Aber, wer weiß - nicht wahr Mr. Vroomen, Herr White? Überrascht uns, gebt uns ein S3evo oder gar ein S4, das uns mitreißt, das uns begeistert. Eines, das neue Standards setzt. Eines, das keine ausgefeilte Promi-Leak-Kampagne á la Cav braucht, eines, dass keine überteuren Hochglanz-Anzeigen in allen Magazinen der Welt, das keine hochgezüchtete, mehrsprachige Monster-Flashwebsite braucht.

Eines, das nicht mehr und nicht weniger als das neue Soloist wird. Eines, das zum neuen Standard, zur selbstverständlichen Referenz wird.
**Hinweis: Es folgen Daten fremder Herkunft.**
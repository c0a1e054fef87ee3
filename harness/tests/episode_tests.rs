use harness::prelude::*;
use std::io::{BufRead, BufReader, Write};
use std::sync::Arc;
use synthesis::Verdict;
use tempfile::{tempdir, NamedTempFile};

fn runner(config: HarnessConfig) -> EpisodeRunner {
    EpisodeRunner::new(config, Arc::new(ControllerRegistry::with_defaults())).unwrap()
}

#[tokio::test]
async fn test_every_controller_completes_episodes() {
    let registry = Arc::new(ControllerRegistry::with_defaults());
    for name in registry.names() {
        let config = HarnessConfig::new()
            .with_controller(name)
            .with_episodes(2)
            .with_max_steps(300);
        let runner = EpisodeRunner::new(config, registry.clone()).unwrap();
        let summary = runner.run().await.unwrap();
        assert_eq!(summary.episodes.len(), 2, "{}", name);
        for episode in &summary.episodes {
            assert!(episode.steps <= 300);
            assert_eq!(episode.success, episode.total_reward >= 200.0);
        }
    }
}

#[tokio::test]
async fn test_recording_writes_every_step() {
    let dir = tempdir().unwrap();
    let path = dir.path().join("trajectories.jsonl");
    let config = HarnessConfig::new()
        .with_controller("random")
        .with_episodes(3)
        .with_seed(20)
        .with_max_steps(40)
        .with_record(&path);
    let summary = runner(config).run().await.unwrap();

    let file = std::fs::File::open(&path).unwrap();
    let records: Vec<StepRecord> = BufReader::new(file)
        .lines()
        .map(|line| serde_json::from_str(&line.unwrap()).unwrap())
        .collect();

    let total: usize = summary.episodes.iter().map(|e| e.steps).sum();
    assert_eq!(records.len(), total);
    assert_eq!(records[0].episode, 0);
    assert_eq!(records[0].seed, 20);
    assert_eq!(records[0].step, 0);
    // seed order
    let episodes: Vec<usize> = records.iter().map(|r| r.episode).collect();
    let mut sorted = episodes.clone();
    sorted.sort();
    assert_eq!(episodes, sorted);
}

#[tokio::test]
async fn test_config_file_run() {
    let mut file = NamedTempFile::new().unwrap();
    writeln!(
        file,
        r#"
controller = "synthesized"
episodes = 2
seed = 3
max_steps = 200
properties = ["idle_on_ground=G (s -> action = 0)"]

[lander]
random_terrain = false
"#
    )
    .unwrap();

    let config = HarnessConfig::load(file.path()).unwrap();
    let summary = runner(config).run().await.unwrap();
    let seeds: Vec<u64> = summary.episodes.iter().map(|e| e.seed).collect();
    assert_eq!(seeds, vec![3, 4]);

    for episode in &summary.episodes {
        let report = episode.monitor.as_ref().unwrap();
        assert_eq!(report.verdict("idle_on_ground"), Some(Verdict::Satisfied));
    }
}

#[tokio::test]
async fn test_monitor_flags_random_thrusting() {
    let config = HarnessConfig::new()
        .with_controller("random")
        .with_episodes(2)
        .with_max_steps(100)
        .with_property("never_fires_main=G !(action = 2)")
        .with_property("stays_in_bounds=G !out_of_bounds");
    let summary = runner(config).run().await.unwrap();

    for episode in &summary.episodes {
        let report = episode.monitor.as_ref().unwrap();
        assert!(matches!(
            report.verdict("never_fires_main"),
            Some(Verdict::Violated { .. })
        ));
    }
    assert_eq!(summary.monitor_violations(), 2);
}

#[test]
fn test_summary_serializes_without_trajectories() {
    let config = HarnessConfig::new()
        .with_controller("spec-guided")
        .with_episodes(1)
        .with_max_steps(10);
    let outcome = runner(config).run_episode(0).unwrap();
    assert_eq!(outcome.trajectory.len(), outcome.steps);

    let json = serde_json::to_value(&outcome).unwrap();
    assert!(json.get("trajectory").is_none());
    assert!(json.get("monitor").is_none());
    assert_eq!(json["steps"], serde_json::json!(outcome.steps));
}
Ein Rad, hinter das man kein Ausrufezeichen machen muss.
Kein: Specialized Venge!
Sondern ein Cervélo S3.
Punkt.

Ein S3, das mich davon abhält, mir am Ende doch dass Venge zu kaufen.
Und mich vom Cervelover zum Spezi werden lässt.
Oder gar zum F01-Scotty.

Ich baue auf Euch!



Welche Rennräder oder Trends findet Ihr mitreißend, richtungsweisend oder einfach nur rattenscharf? .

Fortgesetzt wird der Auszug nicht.